The Thomas More Society, a “religious liberty” law firm, claims that the bubble zone law is unevenly applied, making it hard for anti-abortion protesters to get close enough to patients to shove leaflets into their hands. They call the law “confusing” and say filing suit on behalf of the Pro-Life Action League “and sidewalk counselors who reach out to women who may feel they have no option other than to end their baby’s life.”

The complaint, as the Chicago Tribune reports, accuses the city, Mayor Rahm Emanuel, police Superintendent Eddie Johnson and Transportation Commissioner Rebekah Scheinfeld of “partnering with abortion vendors to violate the rights of those who wish to reach out to women seeking abortions.”

“Pro-life advocates are being singled out,” Thomas Olp told the paper, senior counsel at the Thomas More Society. “And their constitutional protections are being trampled.” The lawsuit also claims that anti-abortion pamphlets are being taken away from patients by the police after the protesters get them into their hands.

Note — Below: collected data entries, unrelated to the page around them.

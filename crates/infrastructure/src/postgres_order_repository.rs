use std::collections::HashMap;

use async_trait::async_trait;
use chrono::{DateTime, Utc};
use sqlx::{FromRow, PgPool};

use storekeep_application::{CustomerOrders, OrderItemRecord, OrderRecord, OrderRepository};
use storekeep_core::{AppError, AppResult};
use storekeep_domain::{NewOrder, OrderId, OrderStatus, ProductId, UserId};

/// PostgreSQL-backed repository for orders and their items.
#[derive(Clone)]
pub struct PostgresOrderRepository {
    pool: PgPool,
}

impl PostgresOrderRepository {
    /// Creates a repository with the provided connection pool.
    #[must_use]
    pub fn new(pool: PgPool) -> Self {
        Self { pool }
    }
}

#[derive(Debug, FromRow)]
struct OrderRow {
    order_id: i64,
    user_id: uuid::Uuid,
    order_date: DateTime<Utc>,
    status: String,
}

#[derive(Debug, FromRow)]
struct OrderItemRow {
    order_id: i64,
    product_id: i64,
    product_name: Option<String>,
    quantity: f64,
    price: f64,
}

fn parse_status(value: &str) -> AppResult<OrderStatus> {
    value
        .parse::<OrderStatus>()
        .map_err(|_| AppError::Internal(format!("stored order has unknown status '{value}'")))
}

#[async_trait]
impl OrderRepository for PostgresOrderRepository {
    async fn create(&self, order: &NewOrder) -> AppResult<OrderId> {
        let mut transaction = self.pool.begin().await.map_err(|error| {
            AppError::Persistence(format!("failed to open order transaction: {error}"))
        })?;

        let (order_id,): (i64,) = sqlx::query_as(
            r#"
            INSERT INTO orders (user_id, order_date, status)
            VALUES ($1, $2, $3)
            RETURNING order_id
            "#,
        )
        .bind(order.user_id.as_uuid())
        .bind(order.order_date)
        .bind(order.status.as_str())
        .fetch_one(&mut *transaction)
        .await
        .map_err(|error| AppError::Persistence(format!("failed to insert order: {error}")))?;

        for item in &order.items {
            sqlx::query(
                r#"
                INSERT INTO order_items (order_id, product_id, quantity, price)
                VALUES ($1, $2, $3, $4)
                "#,
            )
            .bind(order_id)
            .bind(item.product_id.as_i64())
            .bind(item.quantity)
            .bind(item.price)
            .execute(&mut *transaction)
            .await
            .map_err(|error| {
                AppError::Persistence(format!("failed to insert order item: {error}"))
            })?;
        }

        transaction.commit().await.map_err(|error| {
            AppError::Persistence(format!("failed to commit order transaction: {error}"))
        })?;

        Ok(OrderId::new(order_id))
    }

    async fn list_for_user(&self, user_id: UserId) -> AppResult<Vec<OrderRecord>> {
        let orders = sqlx::query_as::<_, OrderRow>(
            r#"
            SELECT order_id, user_id, order_date, status
            FROM orders
            WHERE user_id = $1
            ORDER BY order_date DESC, order_id DESC
            "#,
        )
        .bind(user_id.as_uuid())
        .fetch_all(&self.pool)
        .await
        .map_err(|error| AppError::Persistence(format!("failed to list orders: {error}")))?;

        let order_ids: Vec<i64> = orders.iter().map(|row| row.order_id).collect();
        let items = sqlx::query_as::<_, OrderItemRow>(
            r#"
            SELECT i.order_id, i.product_id, p.name AS product_name, i.quantity, i.price
            FROM order_items i
            LEFT JOIN products p ON p.product_id = i.product_id
            WHERE i.order_id = ANY($1)
            ORDER BY i.order_item_id ASC
            "#,
        )
        .bind(&order_ids)
        .fetch_all(&self.pool)
        .await
        .map_err(|error| {
            AppError::Persistence(format!("failed to list order items: {error}"))
        })?;

        let mut items_by_order: HashMap<i64, Vec<OrderItemRecord>> = HashMap::new();
        for item in items {
            items_by_order
                .entry(item.order_id)
                .or_default()
                .push(OrderItemRecord {
                    product_id: ProductId::new(item.product_id),
                    product_name: item.product_name,
                    quantity: item.quantity,
                    price: item.price,
                });
        }

        orders
            .into_iter()
            .map(|row| {
                Ok(OrderRecord {
                    id: OrderId::new(row.order_id),
                    user_id: UserId::from_uuid(row.user_id),
                    order_date: row.order_date,
                    status: parse_status(&row.status)?,
                    items: items_by_order.remove(&row.order_id).unwrap_or_default(),
                })
            })
            .collect()
    }

    async fn update_status(&self, order_id: OrderId, status: OrderStatus) -> AppResult<()> {
        let result = sqlx::query("UPDATE orders SET status = $2 WHERE order_id = $1")
            .bind(order_id.as_i64())
            .bind(status.as_str())
            .execute(&self.pool)
            .await
            .map_err(|error| {
                AppError::Persistence(format!("failed to update order status: {error}"))
            })?;

        if result.rows_affected() == 0 {
            return Err(AppError::NotFound(format!("no order with id {order_id}")));
        }

        Ok(())
    }

    async fn customers_with_orders(&self) -> AppResult<Vec<CustomerOrders>> {
        let rows: Vec<(uuid::Uuid, String, String, i64)> = sqlx::query_as(
            r#"
            SELECT o.user_id, u.email, u.display_name, MAX(o.order_id) AS latest_order_id
            FROM orders o
            JOIN users u ON u.user_id = o.user_id
            GROUP BY o.user_id, u.email, u.display_name
            ORDER BY latest_order_id DESC
            "#,
        )
        .fetch_all(&self.pool)
        .await
        .map_err(|error| {
            AppError::Persistence(format!("failed to list customers with orders: {error}"))
        })?;

        Ok(rows
            .into_iter()
            .map(|(user_id, email, display_name, latest_order_id)| CustomerOrders {
                user_id: UserId::from_uuid(user_id),
                email,
                display_name,
                latest_order_id: OrderId::new(latest_order_id),
            })
            .collect())
    }
}
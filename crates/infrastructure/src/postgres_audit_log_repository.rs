use async_trait::async_trait;
use chrono::{DateTime, Utc};
use sqlx::{FromRow, PgPool};

use storekeep_application::{AuditEntryRecord, AuditLogRepository, NewAuditEntry};
use storekeep_core::{AppError, AppResult};
use storekeep_domain::{AuditAction, ProductId, UserId};

/// PostgreSQL-backed repository for the product audit trail.
#[derive(Clone)]
pub struct PostgresAuditLogRepository {
    pool: PgPool,
}

impl PostgresAuditLogRepository {
    /// Creates a repository with the provided connection pool.
    #[must_use]
    pub fn new(pool: PgPool) -> Self {
        Self { pool }
    }
}

#[derive(Debug, FromRow)]
struct AuditLogRow {
    id: i64,
    product_id: i64,
    product_name: String,
    action: String,
    details: String,
    action_date: DateTime<Utc>,
    user_id: Option<uuid::Uuid>,
    actor_email: Option<String>,
}

#[async_trait]
impl AuditLogRepository for PostgresAuditLogRepository {
    async fn append(&self, entry: NewAuditEntry) -> AppResult<()> {
        sqlx::query(
            r#"
            INSERT INTO product_audit_log
                (product_id, product_name, action, details, user_id, action_date)
            VALUES ($1, $2, $3, $4, $5, $6)
            "#,
        )
        .bind(entry.product_id.as_i64())
        .bind(&entry.product_name)
        .bind(entry.action.as_str())
        .bind(&entry.details)
        .bind(entry.user_id.map(|user_id| user_id.as_uuid()))
        .bind(entry.action_date)
        .execute(&self.pool)
        .await
        .map_err(|error| {
            AppError::Persistence(format!("failed to append audit entry: {error}"))
        })?;

        Ok(())
    }

    async fn list_all(&self) -> AppResult<Vec<AuditEntryRecord>> {
        let rows = sqlx::query_as::<_, AuditLogRow>(
            r#"
            SELECT
                l.id,
                l.product_id,
                l.product_name,
                l.action,
                l.details,
                l.action_date,
                l.user_id,
                u.email AS actor_email
            FROM product_audit_log l
            LEFT JOIN users u ON u.user_id = l.user_id
            ORDER BY l.action_date DESC, l.id DESC
            "#,
        )
        .fetch_all(&self.pool)
        .await
        .map_err(|error| {
            AppError::Persistence(format!("failed to list audit entries: {error}"))
        })?;

        rows.into_iter()
            .map(|row| {
                let action = row.action.parse::<AuditAction>().map_err(|_| {
                    AppError::Internal(format!(
                        "stored audit entry {} has unknown action '{}'",
                        row.id, row.action
                    ))
                })?;

                Ok(AuditEntryRecord {
                    id: row.id,
                    product_id: ProductId::new(row.product_id),
                    product_name: row.product_name,
                    action,
                    details: row.details,
                    action_date: row.action_date,
                    user_id: row.user_id.map(UserId::from_uuid),
                    actor_email: row.actor_email,
                })
            })
            .collect()
    }
}

#[cfg(test)]
mod tests;
//! Cart storage bound to the caller's session.

use async_trait::async_trait;
use storekeep_application::CartStore;
use storekeep_core::{AppError, AppResult};
use storekeep_domain::Cart;
use tower_sessions::Session;

/// Session key holding the serialized cart.
pub const SESSION_CART_KEY: &str = "cart";

/// [`CartStore`] adapter over the request's session.
///
/// Each instance is scoped to one session, so the load-modify-save sequence
/// a service runs against it stays within a single request.
pub struct SessionCartStore {
    session: Session,
}

impl SessionCartStore {
    /// Wraps the request's session.
    #[must_use]
    pub fn new(session: Session) -> Self {
        Self { session }
    }
}

#[async_trait]
impl CartStore for SessionCartStore {
    async fn load(&self) -> AppResult<Cart> {
        let cart = self
            .session
            .get::<Cart>(SESSION_CART_KEY)
            .await
            .map_err(|error| {
                AppError::Internal(format!("failed to read session cart: {error}"))
            })?;

        Ok(cart.unwrap_or_default())
    }

    async fn save(&self, cart: &Cart) -> AppResult<()> {
        self.session
            .insert(SESSION_CART_KEY, cart)
            .await
            .map_err(|error| AppError::Internal(format!("failed to store session cart: {error}")))
    }

    async fn clear(&self) -> AppResult<()> {
        self.session
            .remove::<Cart>(SESSION_CART_KEY)
            .await
            .map_err(|error| AppError::Internal(format!("failed to clear session cart: {error}")))
            .map(|_| ())
    }
}
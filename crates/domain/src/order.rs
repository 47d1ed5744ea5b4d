//! Orders produced by checkout and their lifecycle status.

use std::str::FromStr;

use chrono::{DateTime, Utc};
use serde::{Deserialize, Serialize};
use storekeep_core::{AppError, AppResult};

use crate::cart::Cart;
use crate::product::ProductId;
use crate::user::UserId;

/// Unique identifier for a persisted order.
#[derive(Debug, Clone, Copy, PartialEq, Eq, Hash, Serialize, Deserialize)]
pub struct OrderId(i64);

impl OrderId {
    /// Creates an order identifier from a store-assigned value.
    #[must_use]
    pub fn new(value: i64) -> Self {
        Self(value)
    }

    /// Returns the underlying integer value.
    #[must_use]
    pub fn as_i64(&self) -> i64 {
        self.0
    }
}

impl std::fmt::Display for OrderId {
    fn fmt(&self, formatter: &mut std::fmt::Formatter<'_>) -> std::fmt::Result {
        write!(formatter, "{}", self.0)
    }
}

/// Lifecycle status of an order.
///
/// Checkout only ever produces [`OrderStatus::Pending`]; later transitions
/// are an administrative operation.
#[derive(Debug, Clone, Copy, PartialEq, Eq, Serialize, Deserialize)]
pub enum OrderStatus {
    /// Freshly placed, not yet handled.
    Pending,
    /// Being prepared or shipped.
    Processing,
    /// Fulfilled.
    Completed,
    /// Cancelled by an administrator.
    Cancelled,
}

impl OrderStatus {
    /// Returns the storage string for this status.
    #[must_use]
    pub fn as_str(&self) -> &'static str {
        match self {
            Self::Pending => "Pending",
            Self::Processing => "Processing",
            Self::Completed => "Completed",
            Self::Cancelled => "Cancelled",
        }
    }
}

impl FromStr for OrderStatus {
    type Err = AppError;

    fn from_str(value: &str) -> Result<Self, Self::Err> {
        match value {
            "Pending" => Ok(Self::Pending),
            "Processing" => Ok(Self::Processing),
            "Completed" => Ok(Self::Completed),
            "Cancelled" => Ok(Self::Cancelled),
            _ => Err(AppError::Validation(format!(
                "unknown order status '{value}'"
            ))),
        }
    }
}

/// One item on an order: the product, the requested quantity, and the unit
/// price captured at order time. Immutable once the order is persisted.
#[derive(Debug, Clone, PartialEq, Serialize, Deserialize)]
pub struct OrderItem {
    /// Product the item refers to.
    pub product_id: ProductId,
    /// Quantity ordered.
    pub quantity: f64,
    /// Unit price snapshot at order time.
    pub price: f64,
}

/// An order ready to be persisted, built from a cart at checkout.
#[derive(Debug, Clone, PartialEq)]
pub struct NewOrder {
    /// Owner of the order.
    pub user_id: UserId,
    /// Creation timestamp.
    pub order_date: DateTime<Utc>,
    /// Initial status, always [`OrderStatus::Pending`].
    pub status: OrderStatus,
    /// One item per cart line, in cart order.
    pub items: Vec<OrderItem>,
}

impl NewOrder {
    /// Converts a cart into a pending order owned by `user_id`.
    ///
    /// Each cart line becomes one item, copying the line's add-time price.
    /// An empty cart is rejected; orders are never created empty.
    pub fn from_cart(user_id: UserId, cart: &Cart, order_date: DateTime<Utc>) -> AppResult<Self> {
        if cart.is_empty() {
            return Err(AppError::EmptyCart);
        }

        let items = cart
            .lines()
            .iter()
            .map(|line| OrderItem {
                product_id: line.product_id,
                quantity: line.quantity,
                price: line.price,
            })
            .collect();

        Ok(Self {
            user_id,
            order_date,
            status: OrderStatus::Pending,
            items,
        })
    }
}

#[cfg(test)]
mod tests {
    use std::str::FromStr;

    use chrono::Utc;

    use crate::cart::{Cart, CartLine};
    use crate::product::{Product, ProductId};
    use crate::user::UserId;

    use super::{NewOrder, OrderStatus};

    fn product(id: i64, price: f64) -> Product {
        Product {
            id: ProductId::new(id),
            name: format!("Product {id}"),
            unit: "piece".to_owned(),
            price,
            quantity: 50.0,
            photo: None,
        }
    }

    fn populated_cart() -> Cart {
        let mut cart = Cart::new();
        for (id, price, quantity) in [(5, 10.0, 2.0), (7, 4.5, 1.0)] {
            match CartLine::from_product(&product(id, price), quantity) {
                Ok(line) => cart.add(line),
                Err(error) => panic!("valid line rejected: {error}"),
            };
        }
        cart
    }

    #[test]
    fn status_round_trips_storage_value() {
        for status in [
            OrderStatus::Pending,
            OrderStatus::Processing,
            OrderStatus::Completed,
            OrderStatus::Cancelled,
        ] {
            let restored = OrderStatus::from_str(status.as_str());
            assert!(restored.is_ok_and(|value| value == status));
        }
    }

    #[test]
    fn unknown_status_is_rejected() {
        assert!(OrderStatus::from_str("Shipped").is_err());
    }

    #[test]
    fn empty_cart_cannot_become_an_order() {
        let result = NewOrder::from_cart(UserId::new(), &Cart::new(), Utc::now());
        assert!(result.is_err());
    }

    #[test]
    fn order_copies_every_line_with_its_snapshot_price() {
        let cart = populated_cart();
        let user_id = UserId::new();

        let order = match NewOrder::from_cart(user_id, &cart, Utc::now()) {
            Ok(order) => order,
            Err(error) => panic!("checkout conversion failed: {error}"),
        };

        assert_eq!(order.user_id, user_id);
        assert_eq!(order.status, OrderStatus::Pending);
        assert_eq!(order.items.len(), 2);
        assert_eq!(order.items[0].product_id, ProductId::new(5));
        assert_eq!(order.items[0].quantity, 2.0);
        assert_eq!(order.items[0].price, 10.0);
        assert_eq!(order.items[1].product_id, ProductId::new(7));
        assert_eq!(order.items[1].price, 4.5);
    }
}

The law that the Supreme Court struck down in 2014 was a Massachusetts ordinance that created a hard 35-foot buffer zone around abortion clinics. Brigid Leahy, Planned Parenthood of Illinois’ public policy director, told WBEZ the Chicago law is different, in that it doesn’t prevent protesters from entering the space around the clinics. Planned Parenthood argues that the eight-foot “no approach zone” is similar to one upheld by the Supreme Court in 2000. In that case, anti-abortion activists unsuccessfully challenged a Colorado statute that made it a crime for any person to ““knowingly approach” within 8 feet of another person, without that person’s consent, in order to pass “a leaflet or handbill” or engage in “oral protest, education or counseling.”

The Thomas More Society claims anti-abortion activists have been subject to “several wrongful arrests” due to the law.